=== Task brief ===
Identify all lines of the data containing the string "ProcessorId" and copy them.

** Records provided follows **

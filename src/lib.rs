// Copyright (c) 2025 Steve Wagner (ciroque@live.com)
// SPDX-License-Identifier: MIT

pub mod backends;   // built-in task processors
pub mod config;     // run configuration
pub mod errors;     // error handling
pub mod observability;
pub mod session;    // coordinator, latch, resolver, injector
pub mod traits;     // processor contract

** End of Records provided **
** Records provided follows **

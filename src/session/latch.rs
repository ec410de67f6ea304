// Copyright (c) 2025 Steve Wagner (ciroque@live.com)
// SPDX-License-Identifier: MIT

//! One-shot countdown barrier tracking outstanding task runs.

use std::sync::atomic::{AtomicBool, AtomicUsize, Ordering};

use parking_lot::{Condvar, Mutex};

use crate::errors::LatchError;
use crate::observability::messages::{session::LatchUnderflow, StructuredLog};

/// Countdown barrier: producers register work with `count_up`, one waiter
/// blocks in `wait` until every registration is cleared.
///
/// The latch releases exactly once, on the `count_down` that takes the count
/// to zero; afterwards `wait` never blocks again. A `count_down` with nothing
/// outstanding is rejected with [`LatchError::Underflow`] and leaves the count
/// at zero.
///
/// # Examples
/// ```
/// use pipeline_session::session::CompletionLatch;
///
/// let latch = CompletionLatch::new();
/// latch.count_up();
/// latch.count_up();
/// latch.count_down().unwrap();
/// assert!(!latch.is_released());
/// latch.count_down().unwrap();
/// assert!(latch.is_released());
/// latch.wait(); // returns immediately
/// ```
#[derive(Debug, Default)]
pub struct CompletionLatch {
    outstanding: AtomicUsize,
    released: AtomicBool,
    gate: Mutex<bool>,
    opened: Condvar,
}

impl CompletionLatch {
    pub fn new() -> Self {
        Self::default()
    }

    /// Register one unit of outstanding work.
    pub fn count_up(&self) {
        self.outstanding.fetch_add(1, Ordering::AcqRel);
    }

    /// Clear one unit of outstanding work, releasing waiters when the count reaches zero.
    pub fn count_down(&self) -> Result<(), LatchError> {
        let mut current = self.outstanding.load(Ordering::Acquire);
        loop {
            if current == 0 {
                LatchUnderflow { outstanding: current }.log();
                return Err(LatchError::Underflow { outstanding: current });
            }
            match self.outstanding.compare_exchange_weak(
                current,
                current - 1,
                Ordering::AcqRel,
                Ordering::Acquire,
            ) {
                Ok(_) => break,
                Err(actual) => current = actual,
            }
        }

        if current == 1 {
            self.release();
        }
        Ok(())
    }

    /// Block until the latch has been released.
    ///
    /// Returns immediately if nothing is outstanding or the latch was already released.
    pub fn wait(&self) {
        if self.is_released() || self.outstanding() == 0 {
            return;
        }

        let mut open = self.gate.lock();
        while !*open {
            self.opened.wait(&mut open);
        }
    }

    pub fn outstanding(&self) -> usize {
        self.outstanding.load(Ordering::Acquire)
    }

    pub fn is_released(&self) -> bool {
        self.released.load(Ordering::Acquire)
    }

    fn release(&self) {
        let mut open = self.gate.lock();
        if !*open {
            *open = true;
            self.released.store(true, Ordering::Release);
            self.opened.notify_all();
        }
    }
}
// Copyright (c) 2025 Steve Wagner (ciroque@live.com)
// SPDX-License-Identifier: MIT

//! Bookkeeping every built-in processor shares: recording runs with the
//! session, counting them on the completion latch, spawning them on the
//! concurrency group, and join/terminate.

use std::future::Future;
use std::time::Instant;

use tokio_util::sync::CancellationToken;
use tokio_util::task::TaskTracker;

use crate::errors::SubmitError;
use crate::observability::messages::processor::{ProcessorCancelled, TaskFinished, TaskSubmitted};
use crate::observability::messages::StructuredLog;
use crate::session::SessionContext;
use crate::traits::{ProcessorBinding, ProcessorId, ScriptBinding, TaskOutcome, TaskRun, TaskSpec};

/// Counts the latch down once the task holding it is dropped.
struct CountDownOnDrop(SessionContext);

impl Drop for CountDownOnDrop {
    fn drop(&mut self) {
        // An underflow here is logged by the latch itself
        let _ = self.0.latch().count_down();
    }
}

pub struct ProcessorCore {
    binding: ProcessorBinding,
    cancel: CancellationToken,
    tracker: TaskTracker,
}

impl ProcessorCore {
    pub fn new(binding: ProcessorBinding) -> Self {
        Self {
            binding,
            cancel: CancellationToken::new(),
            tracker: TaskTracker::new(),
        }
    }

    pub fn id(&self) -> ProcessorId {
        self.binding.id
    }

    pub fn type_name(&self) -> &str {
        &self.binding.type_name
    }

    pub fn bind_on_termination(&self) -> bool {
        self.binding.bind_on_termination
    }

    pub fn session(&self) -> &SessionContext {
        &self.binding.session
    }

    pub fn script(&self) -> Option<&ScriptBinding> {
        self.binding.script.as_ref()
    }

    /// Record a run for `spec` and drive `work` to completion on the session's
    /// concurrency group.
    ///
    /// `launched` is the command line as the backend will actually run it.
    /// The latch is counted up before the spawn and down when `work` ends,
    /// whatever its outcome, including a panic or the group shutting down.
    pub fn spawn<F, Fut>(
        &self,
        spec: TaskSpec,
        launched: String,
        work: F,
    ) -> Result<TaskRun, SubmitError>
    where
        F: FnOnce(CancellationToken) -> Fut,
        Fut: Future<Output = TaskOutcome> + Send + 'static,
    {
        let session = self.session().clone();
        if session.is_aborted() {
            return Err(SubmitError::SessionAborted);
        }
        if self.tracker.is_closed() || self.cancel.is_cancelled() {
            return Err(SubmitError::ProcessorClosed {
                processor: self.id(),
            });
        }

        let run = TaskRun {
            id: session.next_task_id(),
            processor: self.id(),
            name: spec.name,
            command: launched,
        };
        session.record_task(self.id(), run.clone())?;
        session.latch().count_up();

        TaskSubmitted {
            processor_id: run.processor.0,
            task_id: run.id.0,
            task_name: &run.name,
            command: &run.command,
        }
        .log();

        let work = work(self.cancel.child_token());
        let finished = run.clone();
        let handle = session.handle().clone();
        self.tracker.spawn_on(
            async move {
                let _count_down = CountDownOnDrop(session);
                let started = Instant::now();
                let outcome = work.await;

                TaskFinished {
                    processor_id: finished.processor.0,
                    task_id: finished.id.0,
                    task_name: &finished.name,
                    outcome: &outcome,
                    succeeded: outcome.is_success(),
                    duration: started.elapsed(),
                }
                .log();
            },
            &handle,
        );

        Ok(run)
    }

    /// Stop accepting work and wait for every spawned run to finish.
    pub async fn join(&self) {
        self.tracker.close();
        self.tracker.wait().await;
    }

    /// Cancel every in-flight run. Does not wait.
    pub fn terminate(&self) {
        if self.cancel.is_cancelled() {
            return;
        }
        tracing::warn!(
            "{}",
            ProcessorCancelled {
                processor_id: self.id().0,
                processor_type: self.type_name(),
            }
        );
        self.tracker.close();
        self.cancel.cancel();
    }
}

** End of Records provided **

=== Solution for this problem ===
use crate::traits::{ProcessorBinding, ProcessorId, ScriptBinding, TaskOutcome, TaskRun, TaskSpec};
    pub fn id(&self) -> ProcessorId {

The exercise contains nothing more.